Si scuote il Frosinone, Zampano tiene banco a destra, Letizia riparte ma ancore break giallazzurro e quindi è Gori dai 18 metri che manda il pallone un metro alla sinistra di Montipò. Reazione giallazzurra ma è sempre il Benevento a farsi pericoloso: punizione battuta velocemente dal Viola, palla a Sau che punta Brighenti, si accentra e in controtempo cerca il primo palo, la sfera esce di poco.

A 2’ dal 45’ si abbassano le luci, calano le tenebre sul ‘Vigorito’ e l’arbitro decreta un time-out. Dopo 3’ arriva il fischio del riposo di un primo tempo in cui il Benevento ha saputo capitalizzare la maggiore spinta e l’episodio fortuito che ha portato al calcio di rigore.

ZAMPANO E PAGANINI, CHE OCCASIONI 

La ripresa inizia con un ampio ritardo, circa 10’, a causa del problema al sistema di illuminazione che si era palesato nel finale della prima frazione di gioco.

Il Benevento riparte col possesso palla ma al 3’ un pallone interessante arriva sul destro di Zampano posizionato sul vertice alto di destra dell’area piccola, tiro al volo murato in scivolata da Viola. Intelligente Paganini al 7’ quando invita al fallo Viola, pallone interessante di Beghetto sul quale Montipò non arrischia la parata.

Benevento-Frosinone

È il Frosinone a fallire il pallone del pareggio: apertura millimetrica di Beghetto per Paganini che si fa trovare al posto giusto nel momento giusto ma la mezzala giallazzurra svirgola e spedisce il pallone sull’esterno della rete. Intanto Zampano segue Gori sul tabellino degli ammoniti.

È un Frosinone diverso nell’atteggiamento ma anche troppo nervoso perché nel giro di 2’ arriva anche l’ammonizione di Paganini per fallo su Letizia.

Grande lavoro di sportellate di Novakovich al limite,  pallone tra le gambe di Antei e Caldirola ma l’americano per troppa foga sbaglia la misura del tocco per l’accorrente Dionisi. Prima c’era stato il colpo di testa di Antei sulla palla tagliata di Kragl. Scintille tra Paganini e Caldirola al 15’, il canarino in scivolata tocca il difensore centrale giallorosso ma non c’è intenzionalità. Nesta non ci pensa sopra due volte: dentro Haas per Paganini. Il tecnico non vuole rischiare.

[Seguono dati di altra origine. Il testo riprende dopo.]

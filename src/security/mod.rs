//! Security subsystem.
//!
//! # Data Flow
//! ```text
//! Incoming request (HTTP mode):
//!     → headers.rs (strip hop-by-hop and spoofed identity headers,
//!                   add X-Forwarded-*)
//!     → identity headers injected by http::director
//! ```
//!
//! # Design Decisions
//! - No trust in client input: identity headers reaching the backend were
//!   written by the proxy

pub mod headers;

pub use headers::{add_forwarded_headers, strip_headers, strip_hop_by_hop};
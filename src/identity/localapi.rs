//! Client for the overlay daemon's local API.
//!
//! Speaks HTTP/1.1 over the daemon's Unix socket, one fresh connection per
//! call. Serves three roles for the proxy: identity resolver, certificate
//! provider and overlay membership (status / join).

use std::net::{IpAddr, SocketAddr};
use std::path::{Path, PathBuf};
use std::time::Duration;

use async_trait::async_trait;
use http_body_util::{BodyExt, Full};
use hyper::body::Bytes;
use hyper::header::{CONTENT_TYPE, HOST};
use hyper::{Method, Request, StatusCode};
use hyper_util::rt::TokioIo;
use serde::{Deserialize, Deserializer, Serialize};
use tokio::net::UnixStream;

use super::{IdentityRecord, IdentityResolver};
use crate::net::CertificateProvider;
use crate::resilience::{with_deadline, Elapsed};
use crate::BoxError;

/// Socket of a system-wide daemon.
pub const DEFAULT_SOCKET: &str = "/var/run/tailscale/tailscaled.sock";

/// Host header the daemon expects on local API calls.
const LOCALAPI_HOST: &str = "local-tailscaled.sock";

const JOIN_POLL_INTERVAL: Duration = Duration::from_millis(500);

#[derive(Debug, thiserror::Error)]
pub enum LocalApiError {
    #[error("local API socket: {0}")]
    Io(#[from] std::io::Error),

    #[error("local API transport: {0}")]
    Http(#[from] hyper::Error),

    #[error("building local API request: {0}")]
    Request(#[from] hyper::http::Error),

    #[error("local API returned {status}: {body}")]
    Status { status: StatusCode, body: String },

    #[error("decoding local API response: {0}")]
    Decode(#[from] serde_json::Error),

    #[error("node needs login and no auth key was provided")]
    NeedsLogin,

    #[error(transparent)]
    Timeout(#[from] Elapsed),
}

/// Subset of the daemon status the proxy cares about.
#[derive(Debug, Clone, Default, PartialEq, Eq, Deserialize)]
#[serde(rename_all = "PascalCase")]
pub struct Status {
    #[serde(default)]
    pub backend_state: String,
    #[serde(rename = "TailscaleIPs", default, deserialize_with = "null_as_default")]
    pub tailscale_ips: Vec<IpAddr>,
    #[serde(default, deserialize_with = "null_as_default")]
    pub cert_domains: Vec<String>,
}

impl Status {
    pub fn is_running(&self) -> bool {
        self.backend_state == "Running"
    }

    pub fn needs_login(&self) -> bool {
        self.backend_state == "NeedsLogin"
    }
}

#[derive(Debug, Deserialize)]
#[serde(rename_all = "PascalCase")]
struct WhoIsResponse {
    node: WhoIsNode,
    user_profile: UserProfile,
}

#[derive(Debug, Deserialize)]
#[serde(rename_all = "PascalCase")]
struct WhoIsNode {
    name: String,
    #[serde(default)]
    computed_name: String,
    #[serde(default, deserialize_with = "null_as_default")]
    hostinfo: Hostinfo,
}

#[derive(Debug, Default, Deserialize)]
#[serde(rename_all = "PascalCase")]
struct Hostinfo {
    #[serde(default)]
    sharee_node: bool,
}

#[derive(Debug, Deserialize)]
#[serde(rename_all = "PascalCase")]
struct UserProfile {
    login_name: String,
    #[serde(default)]
    display_name: String,
}

#[derive(Debug, Serialize)]
#[serde(rename_all = "PascalCase")]
struct StartOptions<'a> {
    auth_key: &'a str,
    update_prefs: StartPrefs<'a>,
}

#[derive(Debug, Serialize)]
#[serde(rename_all = "PascalCase")]
struct StartPrefs<'a> {
    hostname: &'a str,
    want_running: bool,
}

fn null_as_default<'de, D, T>(deserializer: D) -> Result<T, D::Error>
where
    D: Deserializer<'de>,
    T: Default + Deserialize<'de>,
{
    Ok(Option::<T>::deserialize(deserializer)?.unwrap_or_default())
}

fn parse_whois(body: &[u8]) -> Result<IdentityRecord, serde_json::Error> {
    let whois: WhoIsResponse = serde_json::from_slice(body)?;
    Ok(IdentityRecord {
        login_name: whois.user_profile.login_name,
        display_name: whois.user_profile.display_name,
        computed_node_name: whois.node.computed_name,
        node_name: whois.node.name,
        is_shared_node: whois.node.hostinfo.sharee_node,
    })
}

/// Handle to the daemon's local API socket.
#[derive(Debug, Clone)]
pub struct LocalApiClient {
    socket_path: PathBuf,
}

impl LocalApiClient {
    pub fn new(socket_path: impl Into<PathBuf>) -> Self {
        Self {
            socket_path: socket_path.into(),
        }
    }

    pub fn socket_path(&self) -> &Path {
        &self.socket_path
    }

    /// Identity of the node and user behind `peer`.
    pub async fn whois(&self, peer: SocketAddr) -> Result<IdentityRecord, LocalApiError> {
        let addr: String = url::form_urlencoded::byte_serialize(peer.to_string().as_bytes()).collect();
        let body = self
            .call(Method::GET, &format!("/localapi/v0/whois?addr={addr}"), None)
            .await?;
        Ok(parse_whois(&body)?)
    }

    /// PEM private key followed by the certificate chain for `domain`.
    pub async fn certificate_pair(&self, domain: &str) -> Result<Vec<u8>, LocalApiError> {
        let body = self
            .call(Method::GET, &format!("/localapi/v0/cert/{domain}?type=pair"), None)
            .await?;
        Ok(body.to_vec())
    }

    pub async fn status(&self) -> Result<Status, LocalApiError> {
        let body = self.call(Method::GET, "/localapi/v0/status", None).await?;
        Ok(serde_json::from_slice(&body)?)
    }

    /// Bring the node onto the overlay network.
    ///
    /// Logs in with `auth_key` when the node needs it, then polls until the
    /// daemon reports `Running` or `timeout` passes.
    pub async fn join(
        &self,
        hostname: &str,
        auth_key: Option<&str>,
        timeout: Duration,
    ) -> Result<Status, LocalApiError> {
        let status = self.status().await?;
        if status.is_running() {
            return Ok(status);
        }

        if status.needs_login() {
            let auth_key = auth_key.ok_or(LocalApiError::NeedsLogin)?;
            let options = StartOptions {
                auth_key,
                update_prefs: StartPrefs {
                    hostname,
                    want_running: true,
                },
            };
            self.call(Method::POST, "/localapi/v0/start", Some(serde_json::to_vec(&options)?))
                .await?;
            tracing::info!(hostname, "Overlay login started");
        }

        with_deadline("overlay join", timeout, async {
            loop {
                tokio::time::sleep(JOIN_POLL_INTERVAL).await;
                let status = self.status().await?;
                if status.is_running() {
                    return Ok::<_, LocalApiError>(status);
                }
                tracing::debug!(state = %status.backend_state, "Waiting for overlay node");
            }
        })
        .await?
    }

    async fn call(
        &self,
        method: Method,
        path_and_query: &str,
        body: Option<Vec<u8>>,
    ) -> Result<Bytes, LocalApiError> {
        let stream = UnixStream::connect(&self.socket_path).await?;
        let (mut sender, connection) = hyper::client::conn::http1::handshake(TokioIo::new(stream)).await?;
        tokio::spawn(async move {
            if let Err(error) = connection.await {
                tracing::debug!(%error, "Local API connection ended with error");
            }
        });

        let mut request = Request::builder()
            .method(method)
            .uri(path_and_query)
            .header(HOST, LOCALAPI_HOST);
        if body.is_some() {
            request = request.header(CONTENT_TYPE, "application/json");
        }
        let request = request.body(Full::new(Bytes::from(body.unwrap_or_default())))?;

        let response = sender.send_request(request).await?;
        let status = response.status();
        let body = response.into_body().collect().await?.to_bytes();

        if !status.is_success() {
            return Err(LocalApiError::Status {
                status,
                body: String::from_utf8_lossy(&body).trim().to_string(),
            });
        }
        Ok(body)
    }
}

#[async_trait]
impl IdentityResolver for LocalApiClient {
    async fn whois(&self, peer: SocketAddr) -> Result<IdentityRecord, BoxError> {
        Ok(LocalApiClient::whois(self, peer).await?)
    }
}

#[async_trait]
impl CertificateProvider for LocalApiClient {
    async fn certificate_pem(&self, server_name: Option<&str>) -> Result<Vec<u8>, BoxError> {
        let domain = server_name.ok_or("client did not send a server name")?;
        Ok(self.certificate_pair(domain).await?)
    }
}

#[cfg(test)]
mod tests {
    use super::*;
    use axum::extract::{Path as UrlPath, Query};
    use axum::routing::{get, post};
    use axum::{Json, Router};
    use std::collections::HashMap;
    use std::sync::atomic::{AtomicBool, Ordering};
    use std::sync::Arc;

    const WHOIS: &str = r#"{
        "Node": {
            "ID": 42,
            "Name": "laptop.corp.example.com.beta.tailscale.net.",
            "ComputedName": "laptop",
            "Hostinfo": {"Hostname": "laptop", "ShareeNode": false}
        },
        "UserProfile": {
            "ID": 7,
            "LoginName": "alice@example.com",
            "DisplayName": "Alice Example"
        }
    }"#;

    #[test]
    fn parses_whois_payload() {
        let identity = parse_whois(WHOIS.as_bytes()).unwrap();
        assert_eq!(identity.login_name, "alice@example.com");
        assert_eq!(identity.display_name, "Alice Example");
        assert_eq!(identity.computed_node_name, "laptop");
        assert_eq!(identity.node_name, "laptop.corp.example.com.beta.tailscale.net.");
        assert!(!identity.is_shared_node);
    }

    #[test]
    fn sharee_flag_and_missing_hostinfo() {
        let shared = r#"{"Node":{"Name":"n.x.","ComputedName":"n","Hostinfo":{"ShareeNode":true}},
                         "UserProfile":{"LoginName":"bob@other.org"}}"#;
        assert!(parse_whois(shared.as_bytes()).unwrap().is_shared_node);

        let bare = r#"{"Node":{"Name":"n.x.","Hostinfo":null},"UserProfile":{"LoginName":"bob"}}"#;
        let identity = parse_whois(bare.as_bytes()).unwrap();
        assert!(!identity.is_shared_node);
        assert_eq!(identity.computed_node_name, "");
        assert_eq!(identity.display_name, "");
    }

    #[test]
    fn status_tolerates_null_lists() {
        let status: Status =
            serde_json::from_str(r#"{"BackendState":"Running","TailscaleIPs":null,"CertDomains":null}"#).unwrap();
        assert!(status.is_running());
        assert!(status.tailscale_ips.is_empty());
        assert!(status.cert_domains.is_empty());

        let status: Status = serde_json::from_str(
            r#"{"BackendState":"Running","TailscaleIPs":["100.101.102.103","fd7a:115c:a1e0::1"],
                "CertDomains":["aproxy.corp.ts.net"]}"#,
        )
        .unwrap();
        assert_eq!(status.tailscale_ips.len(), 2);
        assert_eq!(status.cert_domains, vec!["aproxy.corp.ts.net".to_string()]);
    }

    struct FakeDaemon {
        _dir: tempfile::TempDir,
        client: LocalApiClient,
        started: Arc<AtomicBool>,
    }

    async fn fake_daemon(initial_state: &'static str) -> FakeDaemon {
        let dir = tempfile::tempdir().unwrap();
        let path = dir.path().join("tailscaled.sock");
        let listener = tokio::net::UnixListener::bind(&path).unwrap();
        let started = Arc::new(AtomicBool::new(false));

        let status_started = started.clone();
        let start_started = started.clone();
        let app = Router::new()
            .route(
                "/localapi/v0/whois",
                get(|Query(q): Query<HashMap<String, String>>| async move {
                    if q.get("addr").map(String::as_str) == Some("100.64.0.7:51234") {
                        Ok(WHOIS)
                    } else {
                        Err((StatusCode::NOT_FOUND, "no match for IP:port\n"))
                    }
                }),
            )
            .route(
                "/localapi/v0/cert/{domain}",
                get(|UrlPath(domain): UrlPath<String>| async move { format!("PEM for {domain}") }),
            )
            .route(
                "/localapi/v0/status",
                get(move || {
                    let started = status_started.clone();
                    async move {
                        let state = if started.load(Ordering::SeqCst) { "Running" } else { initial_state };
                        Json(serde_json::json!({
                            "BackendState": state,
                            "TailscaleIPs": ["100.101.102.103"],
                            "CertDomains": null
                        }))
                    }
                }),
            )
            .route(
                "/localapi/v0/start",
                post(move |Json(body): Json<serde_json::Value>| {
                    let started = start_started.clone();
                    async move {
                        assert_eq!(body["AuthKey"], "tskey-test");
                        assert_eq!(body["UpdatePrefs"]["Hostname"], "aproxy");
                        started.store(true, Ordering::SeqCst);
                        StatusCode::NO_CONTENT
                    }
                }),
            );
        tokio::spawn(async move {
            axum::serve(listener, app).await.unwrap();
        });

        FakeDaemon {
            client: LocalApiClient::new(&path),
            _dir: dir,
            started,
        }
    }

    #[tokio::test]
    async fn whois_over_socket() {
        let daemon = fake_daemon("Running").await;
        let identity = daemon.client.whois("100.64.0.7:51234".parse().unwrap()).await.unwrap();
        assert_eq!(identity.user_name(), "alice");
    }

    #[tokio::test]
    async fn unknown_peer_is_status_error() {
        let daemon = fake_daemon("Running").await;
        let err = daemon.client.whois("100.64.0.8:1".parse().unwrap()).await.unwrap_err();
        match err {
            LocalApiError::Status { status, body } => {
                assert_eq!(status, StatusCode::NOT_FOUND);
                assert_eq!(body, "no match for IP:port");
            }
            other => panic!("unexpected error: {other}"),
        }
    }

    #[tokio::test]
    async fn certificate_requires_server_name() {
        let daemon = fake_daemon("Running").await;
        let pem = daemon.client.certificate_pem(Some("aproxy.corp.ts.net")).await.unwrap();
        assert_eq!(pem, b"PEM for aproxy.corp.ts.net");
        assert!(daemon.client.certificate_pem(None).await.is_err());
    }

    #[tokio::test]
    async fn join_logs_in_with_auth_key() {
        let daemon = fake_daemon("NeedsLogin").await;
        let status = daemon
            .client
            .join("aproxy", Some("tskey-test"), Duration::from_secs(5))
            .await
            .unwrap();
        assert!(status.is_running());
        assert!(daemon.started.load(Ordering::SeqCst));
    }

    #[tokio::test]
    async fn join_without_auth_key_needs_login() {
        let daemon = fake_daemon("NeedsLogin").await;
        let err = daemon.client.join("aproxy", None, Duration::from_secs(1)).await.unwrap_err();
        assert!(matches!(err, LocalApiError::NeedsLogin));
    }

    #[tokio::test]
    async fn missing_socket_is_io_error() {
        let client = LocalApiClient::new("/nonexistent/tailscaled.sock");
        assert!(matches!(client.status().await.unwrap_err(), LocalApiError::Io(_)));
    }
}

FROSINONE ARREMBANTE MA NON BASTA

Flash giallazzurro al 23’: sponda di Novakovich per Dionisi su un pallone lungo di Ariaudo, Letizia smorza in maniera provvidenziale il pallone che si impenna oltre la traversa.

Cambio anche nel Benevento, fuori Kragl per Insigne al 23’. Inzaghi si cautela con un atteggiamento più guardingo. Partita spezzettata, si fa male Beghetto al 26’ ma anche il direttore di gara per un problema al polpaccio sinistro. Entra anche Improta per Sau, il 4-3-2-1 non cambia.

Al 31’ il signor Marinelli di Tivoli deve rinunciare, al suo posto il quarto uomo Robilotta di Sala Consilina. E sempre a proposito di cambi, Nesta lancia nella mischia Trotta per Beghetto a 10’ dal 90’.

Benevento-Frosinone, le fasi finali

Il Frosinone passa al 4-3-3. Ma l’intensità della partita è inevitabilmente calata. Ma su una ripartenza, Viola si ‘sciroppa’ 60 metri di campo, gran botta di sinistro sul palo piano, arriva Coda che spedisce alto. Ammonito Brighenti e 1’ dopo giallo anche per Haas.

Nel Benevento entra Tuia per Viola. Il Frosinone dovrebbe tentare il tutto per tutto ma è il Benevento a dettare ancora lo spartito. A 2’ dal 90’ è Antei a chiudere la strada, anche fallosamente, su Dionisi proiettato a rete ma Robilotta sorvola. Occasione da gol chiarissima, Dionisi sarebbe andato in porta, con conseguente espulsione.

L’attaccante giallazzurro visibilmente dolorante è costretto ad uscire, entra Citro. Ma là davanti il Frosinone è semplicemente impalpabile e il Benevento respira.

Nel finale l’assalto giallazzurro ma è infruttuoso.